ValidatedReaderProviderBase: Extends LlamaIndexReaderProviderBase with input, output, and configuration validation.

Configuration Classes

Each reader provider is paired with a configuration class (e.g., PDFReaderConfig, WebReaderConfig). These classes define the parameters required for each data source and use Python dataclasses for validation.

How to Use

Choose a provider and config for your data source
Instantiate the config with the required parameters
Create the provider with the config
Call .read(input_source) to extract documents

from graphrag_toolkit.lexical_graph.indexing.load.readers import PDFReaderProvider, PDFReaderConfig

config = PDFReaderConfig(
    return_full_document=False,
    metadata_fn=lambda path: {'source': 'pdf', 'file_path': path}
)
reader = PDFReaderProvider(config)
documents = reader.read("/path/to/file.pdf")

Using Metadata with Readers

Many reader providers support attaching custom metadata to each document via the metadata_fn parameter in the configuration class.

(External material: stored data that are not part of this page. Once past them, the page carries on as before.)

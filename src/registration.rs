//! Registry storage: the slot a [`ServiceDescriptor`] occupies once it is
//! registered, plus the fluent builder used to assemble one.

use std::sync::Arc;

use once_cell::sync::OnceCell;

use crate::context::HookContext;
use crate::descriptors::{AnyArc, Kind, LifecycleHook, ServiceDescriptor};
use crate::error::FactoryError;
use crate::key::ServiceKey;

/// A registered descriptor plus its runtime cache slot.
///
/// `OnceCell::get_or_try_init` gives exactly-once, single-flight
/// construction for singletons: concurrent callers racing to resolve the
/// same lazy singleton block on the same initialization rather than each
/// running the factory and discarding duplicates.
pub(crate) struct ServiceEntry {
    pub(crate) descriptor: ServiceDescriptor,
    cache: OnceCell<AnyArc>,
}

impl ServiceEntry {
    pub(crate) fn new(descriptor: ServiceDescriptor) -> Self {
        let cache = OnceCell::new();
        if let Kind::Instance = descriptor.kind {
            if let Some(value) = descriptor.instance.clone() {
                // Infallible: OnceCell is fresh.
                let _ = cache.set(value);
            }
        }
        Self { descriptor, cache }
    }

    /// Returns the cached value if present, without constructing anything.
    pub(crate) fn cached(&self) -> Option<AnyArc> {
        self.cache.get().cloned()
    }

    /// Gets or constructs the cached value, invoking `init` at most once
    /// even under concurrent contention.
    pub(crate) fn get_or_try_init(
        &self,
        init: impl FnOnce() -> Result<AnyArc, FactoryError>,
    ) -> Result<AnyArc, FactoryError> {
        self.cache.get_or_try_init(init).map(|v| v.clone())
    }

    /// Pre-populates the cache (used by eager construction during build).
    pub(crate) fn prime(&self, value: AnyArc) {
        let _ = self.cache.set(value);
    }
}

/// Fluent builder for a [`ServiceDescriptor`], returned by the `Container`
/// registration methods.
pub struct ServiceBuilder<T: 'static> {
    key: ServiceKey,
    kind: Kind,
    factory: Option<crate::descriptors::Factory>,
    instance: Option<AnyArc>,
    start_hooks: Vec<LifecycleHook>,
    stop_hooks: Vec<LifecycleHook>,
    group: Option<&'static str>,
    module_name: &'static str,
    worker_upcast: Option<crate::capabilities::WorkerUpcast>,
    config_upcast: Option<crate::capabilities::ConfigUpcast>,
    _marker: std::marker::PhantomData<fn() -> T>,
}

impl<T: Send + Sync + 'static> ServiceBuilder<T> {
    pub(crate) fn new_factory(
        key: ServiceKey,
        kind: Kind,
        module_name: &'static str,
        factory: impl Fn(&crate::container::Container) -> Result<T, FactoryError> + Send + Sync + 'static,
    ) -> Self {
        let factory: crate::descriptors::Factory = Arc::new(move |container| {
            factory(container).map(|v| Arc::new(v) as AnyArc)
        });
        Self {
            key,
            kind,
            factory: Some(factory),
            instance: None,
            start_hooks: Vec::new(),
            stop_hooks: Vec::new(),
            group: None,
            module_name,
            worker_upcast: None,
            config_upcast: None,
            _marker: std::marker::PhantomData,
        }
    }

    pub(crate) fn new_instance(key: ServiceKey, module_name: &'static str, value: T) -> Self {
        Self {
            key,
            kind: Kind::Instance,
            factory: None,
            instance: Some(Arc::new(value) as AnyArc),
            start_hooks: Vec::new(),
            stop_hooks: Vec::new(),
            group: None,
            module_name,
            worker_upcast: None,
            config_upcast: None,
            _marker: std::marker::PhantomData,
        }
    }

    /// Registers a start hook, invoked in registration order during the
    /// lifecycle engine's Start phase.
    pub fn on_start<F, Fut>(mut self, hook: F) -> Self
    where
        F: Fn(HookContext, Arc<T>) -> Fut + Send + Sync + 'static,
        Fut: std::future::Future<Output = Result<(), FactoryError>> + Send + 'static,
    {
        let hook = Arc::new(move |ctx: HookContext, value: AnyArc| {
            let value = value
                .downcast::<T>()
                .unwrap_or_else(|_| panic!("hook type mismatch for {}", std::any::type_name::<T>()));
            Box::pin(hook(ctx, value)) as crate::descriptors::BoxFuture<'static, Result<(), FactoryError>>
        });
        self.start_hooks.push(hook);
        self
    }

    /// Registers a stop hook, invoked in reverse topological order during
    /// the lifecycle engine's Stop phase.
    pub fn on_stop<F, Fut>(mut self, hook: F) -> Self
    where
        F: Fn(HookContext, Arc<T>) -> Fut + Send + Sync + 'static,
        Fut: std::future::Future<Output = Result<(), FactoryError>> + Send + 'static,
    {
        let hook = Arc::new(move |ctx: HookContext, value: AnyArc| {
            let value = value
                .downcast::<T>()
                .unwrap_or_else(|_| panic!("hook type mismatch for {}", std::any::type_name::<T>()));
            Box::pin(hook(ctx, value)) as crate::descriptors::BoxFuture<'static, Result<(), FactoryError>>
        });
        self.stop_hooks.push(hook);
        self
    }

    /// Assigns this descriptor to a group for `resolve_group::<T>()`.
    pub fn in_group(mut self, group: &'static str) -> Self {
        self.group = Some(group);
        self
    }

    /// Finalizes the descriptor and inserts it into `container`.
    ///
    /// Fails with `DuplicateRegistration` if the key is already taken, or
    /// `AlreadyBuilt` if the container has already been built.
    pub fn register(self, container: &crate::container::Container) -> crate::error::ContainerResult<()> {
        let key = self.key;
        let worker_upcast = self.worker_upcast.clone();
        let config_upcast = self.config_upcast.clone();
        let descriptor = self.build();
        container.insert(descriptor)?;
        if let Some(upcast) = worker_upcast {
            container.insert_worker_capability(key, upcast);
        }
        if let Some(upcast) = config_upcast {
            container.insert_config_capability(key, upcast);
        }
        Ok(())
    }

    fn build(self) -> ServiceDescriptor {
        ServiceDescriptor {
            key: self.key,
            kind: self.kind,
            factory: self.factory,
            instance: self.instance,
            start_hooks: self.start_hooks,
            stop_hooks: self.stop_hooks,
            group: self.group,
            module_name: self.module_name,
        }
    }
}

impl<T: crate::capabilities::Worker> ServiceBuilder<T> {
    /// Opts this registration into discovery via `resolve_workers()`. The
    /// worker manager treats every such registration as a supervised
    /// background task.
    ///
    /// Builds the type-erased upcast closure right here, where the
    /// compiler still knows the concrete `T: Worker` — this is what lets
    /// `resolve_workers()` later operate with no reflection at all.
    pub fn as_worker(mut self) -> Self {
        self.worker_upcast = Some(Arc::new(|value: AnyArc| {
            value
                .downcast::<T>()
                .unwrap_or_else(|_| panic!("worker capability type mismatch for {}", std::any::type_name::<T>()))
                as Arc<dyn crate::capabilities::Worker>
        }));
        self
    }
}

impl<T: crate::capabilities::ConfigProvider> ServiceBuilder<T> {
    /// Opts this registration into discovery via `resolve_config_providers()`.
    pub fn as_config_provider(mut self) -> Self {
        self.config_upcast = Some(Arc::new(|value: AnyArc| {
            value
                .downcast::<T>()
                .unwrap_or_else(|_| panic!("config provider capability type mismatch for {}", std::any::type_name::<T>()))
                as Arc<dyn crate::capabilities::ConfigProvider>
        }));
        self
    }
}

The function should accept an input and return a dictionary of metadata.

def custom_metadata(path):
    return {
        "source": path,
        "document_type": "technical_doc",
        "project": "GraphRAG"
    }

config = PDFReaderConfig(
    return_full_document=False,
    metadata_fn=custom_metadata
)

Built-in Providers

Document Readers

Provider	Config	Description	Dependencies
`PDFReaderProvider`	`PDFReaderConfig`	PDF documents	`pymupdf`, `llama-index-readers-file`
`DocxReaderProvider`	`DocxReaderConfig`	Word documents	`python-docx`
`PPTXReaderProvider`	`PPTXReaderConfig`	PowerPoint files	`python-pptx`
`MarkdownReaderProvider`	`MarkdownReaderConfig`	Markdown files	Built-in
`CSVReaderProvider`	`CSVReaderConfig`	CSV files	Built-in
`JSONReaderProvider`	`JSONReaderConfig`	JSON/JSONL files	Built-in
`StreamingJSONLReaderProvider`	`StreamingJSONLReaderConfig`	Memory-efficient JSONL processing	Built-in
`StructuredDataReaderProvider`	`StructuredDataReaderConfig`	CSV/Excel files with streaming	`pandas`, `openpyxl`, `llama-index-readers-structured-data`

Web and Knowledge Base Readers

Provider	Config	Description	Dependencies
`WebReaderProvider`	`WebReaderConfig`	Web pages	`requests`, `beautifulsoup4`
`WikipediaReaderProvider`	`WikipediaReaderConfig`	Wikipedia articles	`wikipedia`
`YouTubeReaderProvider`	`YouTubeReaderConfig`	YouTube transcripts	`youtube-transcript-api`

Cloud Storage Readers

Provider	Config	Description	Dependencies
`S3DirectoryReaderProvider`	`S3DirectoryReaderConfig`	AWS S3 buckets	`boto3`
`DirectoryReaderProvider`	`DirectoryReaderConfig`	Local directories	Built-in

Database Readers

Provider	Config	Description	Dependencies
`DatabaseReaderProvider`	`DatabaseReaderConfig`	SQL databases	Database-specific drivers

Code and Repository Readers

Provider	Config	Description	Dependencies
`GitHubReaderProvider`	`GitHubReaderConfig`	GitHub repositories	`PyGithub`

Specialized Readers

Provider	Config	Description	Dependencies
`DocumentGraphReaderProvider`	`DocumentGraphReaderConfig`	Document graphs	Built-in

S3 Support

The GraphRAG Toolkit provides two approaches for S3 integration:

1. S3DirectoryReaderProvider (Recommended)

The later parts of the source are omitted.